Je pense que c’est Gross domestic product, c’est à dire le PIB.
grillé.
Maintenant j’en suis sûr.



eliumnick a dit:


C’est bien beau de mettre des graphiques, mais c’est mieux de les expliquer. C’est quoi “GDP” dans le premier ?




GDP = gross domestic product, autrement dit le PIB (produit intérieur brut) en français.



(quote:2134680:127.0.0.1)
Ce plaidoyer ressemble rudement à une demande de cadre légal permettant de faire du business.



non ?




Bien évidement, et ça n’a rien de choquant en soi.



Microsoft a besoin d’un cadre légal stable pour pouvoir avancer sereinement dans ses activité dans le domaine de l’IA. Tout comme les constructeur auto sont demandeurs normes légales stables en matière de sécurité / environnement / immatriculation pour concevoir leur voitures.


Et pourtant, même que Sam Altman témoigne devant le Congrès qu’il s’est engagé à prévenir les dommages causés par l’IA, on voit toujours des tactiques familières en jeu. Lorsqu’une industrie fait l’objet d’une surveillance accrue, interdire une réglementation prohibitive signifie souvent prendre le contrôle d’un récit, c’est-à-dire appeler à la réglementation, tout en dépensant simultanément des millions en lobbying pour empêcher l’adoption de lois réglementaires.

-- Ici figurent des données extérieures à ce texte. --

//! Credential verification and identity reconciliation.
//!
//! Local accounts authenticate with an Argon2id-hashed password; federated
//! accounts are matched to local records by normalized email so that one
//! person never ends up with two users.

use std::sync::Arc;
use tracing::{debug, info, warn};

use crate::oauth::FederatedAssertion;
use crate::session::OAuthIntent;
use resumevault_common::{Email, Error, Result, SecretString, UserId};
use resumevault_crypto::{equalize_timing, hash_password, verify_password, KdfParams};
use resumevault_store::{IdentityStore, NewUser, User};

/// Local signup input.
#[derive(Debug, Clone)]
pub struct SignupRequest {
    pub name: String,
    pub email: String,
    pub password: SecretString,
}

/// Local login input.
#[derive(Debug, Clone)]
pub struct LoginRequest {
    pub email: String,
    pub password: SecretString,
}

/// Verifies credentials and creates or finds the matching user.
#[derive(Clone)]
pub struct CredentialVerifier {
    store: Arc<dyn IdentityStore>,
    kdf: KdfParams,
}

impl CredentialVerifier {
    /// Create a verifier over an identity store.
    pub fn new(store: Arc<dyn IdentityStore>, kdf: KdfParams) -> Self {
        Self { store, kdf }
    }

    /// Register a password account.
    ///
    /// # Errors
    /// - `Validation` for a blank name or password, or a malformed email
    /// - `Conflict` if any account already uses the email
    pub async fn signup_local(&self, request: SignupRequest) -> Result<User> {
        let name = request.name.trim();
        if name.is_empty() {
            return Err(Error::Validation("Name is required".to_string()));
        }
        let email = Email::parse(&request.email)?;
        if request.password.is_empty() {
            return Err(Error::Validation("Password is required".to_string()));
        }

        if self.store.find_user_by_email(&email).await?.is_some() {
            return Err(Error::Conflict("User already exists".to_string()));
        }

        let params = self.kdf.clone();
        let password = request.password;
        let hash = blocking(move || hash_password(password.expose().as_bytes(), &params)).await?;

        // A concurrent signup for the same email surfaces as `Conflict` here.
        self.store
            .create_user(NewUser::local(name, email, hash))
            .await
    }

    /// Authenticate a password account.
    ///
    /// Unknown email, federated-only account and wrong password all fail
    /// with the same error after the same amount of hashing work.
    ///
    /// # Errors
    /// - `Validation` if email or password is blank
    /// - `InvalidCredentials` otherwise
    pub async fn login_local(&self, request: LoginRequest) -> Result<User> {
        if request.email.trim().is_empty() || request.password.is_empty() {
            return Err(Error::Validation(
                "Email and password are required".to_string(),
            ));
        }

        let user = match Email::parse(&request.email) {
            Ok(email) => self.store.find_user_by_email(&email).await?,
            Err(_) => None,
        };

        let params = self.kdf.clone();
        let password = request.password;

        match user {
            Some(user) if user.has_local_credential() => {
                let stored = user.password_hash.clone().unwrap_or_default();
                let matches = match blocking(move || {
                    verify_password(password.expose().as_bytes(), &stored)
                })
                .await
                {
                    Ok(matches) => matches,
                    Err(Error::Crypto(reason)) => {
                        warn!(user_id = %user.id, %reason, "Stored password hash is unusable");
                        false
                    }
                    Err(e) => return Err(e),
                };
                if matches {
                    debug!(user_id = %user.id, "Local login succeeded");
                    Ok(user)
                } else {
                    Err(Error::InvalidCredentials)
                }
            }
            _ => {
                blocking(move || {
                    equalize_timing(password.expose().as_bytes(), &params);
                    Ok(())
                })
                .await?;
                Err(Error::InvalidCredentials)
            }
        }
    }

    /// Whether an account exists for `email`.
    ///
    /// A malformed address cannot belong to an account, so it reports
    /// `false` rather than an error.
    ///
    /// # Errors
    /// - `Validation` if the email is blank
    pub async fn check_user(&self, email: &str) -> Result<bool> {
        if email.trim().is_empty() {
            return Err(Error::Validation("Email is required".to_string()));
        }
        match Email::parse(email) {
            Ok(email) => Ok(self.store.find_user_by_email(&email).await?.is_some()),
            Err(_) => Ok(false),
        }
    }

    /// Map a federated identity onto a user.
    ///
    /// An existing account with the same email is returned whatever its
    /// provider. A new account is only created for `OAuthIntent::Signup`.
    ///
    /// # Errors
    /// - `AccountNotFound` for a login with no matching account
    /// - `Validation` if the asserted email is malformed
    pub async fn reconcile_federated(
        &self,
        assertion: FederatedAssertion,
        intent: OAuthIntent,
    ) -> Result<User> {
        let email = Email::parse(&assertion.email)?;

        if let Some(user) = self.store.find_user_by_email(&email).await? {
            info!(user_id = %user.id, provider = assertion.provider.as_str(), %intent, "Federated login");
            return Ok(user);
        }

        if intent == OAuthIntent::Login {
            info!(provider = assertion.provider.as_str(), "Federated login without an account");
            return Err(Error::AccountNotFound);
        }

        let name = match assertion.display_name.trim() {
            "" => email.to_string(),
            trimmed => trimmed.to_string(),
        };
        let new_user = NewUser::federated(name, email.clone(), assertion.provider, assertion.external_id);

        match self.store.create_user(new_user).await {
            Ok(user) => Ok(user),
            Err(Error::Conflict(_)) => {
                debug!("Lost federated signup race, returning the winner");
                self.store.find_user_by_email(&email).await?.ok_or_else(|| {
                    Error::Database("Account vanished after a duplicate insert".to_string())
                })
            }
            Err(e) => Err(e),
        }
    }

    /// Change a local account's password.
    ///
    /// # Errors
    /// - `NotFound` if the user does not exist
    /// - `Validation` for federated-only accounts or a blank new password
    /// - `InvalidCredentials` if `current` is wrong
    pub async fn change_password(
        &self,
        user_id: &UserId,
        current: SecretString,
        new: SecretString,
    ) -> Result<()> {
        let user = self
            .store
            .find_user(user_id)
            .await?
            .ok_or_else(|| Error::NotFound("User not found".to_string()))?;

        let stored = user.password_hash.ok_or_else(|| {
            Error::Validation("This account signs in with Google and has no password".to_string())
        })?;
        if new.is_empty() {
            return Err(Error::Validation("New password is required".to_string()));
        }

        let matches =
            blocking(move || verify_password(current.expose().as_bytes(), &stored)).await?;
        if !matches {
            return Err(Error::InvalidCredentials);
        }

        let params = self.kdf.clone();
        let hash = blocking(move || hash_password(new.expose().as_bytes(), &params)).await?;
        self.store.update_password_hash(user_id, hash).await?;

        info!(user_id = %user_id, "Password changed");
        Ok(())
    }
}

/// Run CPU-bound hashing off the async workers.
async fn blocking<F, T>(f: F) -> Result<T>
where
    F: FnOnce() -> Result<T> + Send + 'static,
    T: Send + 'static,
{
    tokio::task::spawn_blocking(f)
        .await
        .map_err(|e| Error::Crypto(format!("Hashing task failed: {}", e)))?
}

Le problème, si je reprends le discours de Rumman Chowdhury est un manque de responsabilité. L’analyse interne des risques est souvent faussée au sein d’une entreprise car la gestion des risques ne fait pas souvent appel à la morale. “Il y a simplement un risque, puis votre volonté de prendre ce risque”, dit-elle. Lorsque le risque d’échec ou d’atteinte à la réputation devient trop grand, il se déplace vers une arène où les règles sont pliées dans une direction particulière. En d’autres termes : “ Jouons à un jeu où je peux gagner parce que j’ai tout l’argent.”



pamputt a dit:



noplugni a dit:




Merci pour ces explications



Uther a dit:


Bien évidement, et ça n’a rien de choquant en soi.
Microsoft a besoin d’un cadre légal stable pour pouvoir avancer sereinement dans ses activité dans le domaine de l’IA. Tout comme les constructeur auto sont demandeurs normes légales stables en matière de sécurité / environnement / immatriculation pour concevoir leur voitures.




Certes. Mais Je me demandais plutôt si le questionnement philosophique et philanthropique du VP de Microsoft n’était pas un poil hypocrite.



Avec OpenAI, Ms c’est un peu le gars qui vient de tirer les 4 as au poker et qui demande au directeur de casino “Au fait, on peut miser jusqu’à combien ?”.


Petite précision. L’imprimerie est apparue, à notre connaissance, entre 300 et 600 de notre ère, en Chine. Lesquels Chinois ont fini par se mettre aux caractères mobiles en bois et en terre cuite. Les caractères mobiles en métal vers 1200 en Corée qui, par ailleurs, avait développé l’imprimerie avec des caractères mobiles. Ce n’est qu’en Europe, à Mayence, qu’elle est apparue entre 1445 et 1450.



Je pense que ne pas voir cela n’est pas neutre du tout à l’heure actuelle.


Maintenant que la boite de pandore de l’IA est ouverte, ça va être dur de la refermer.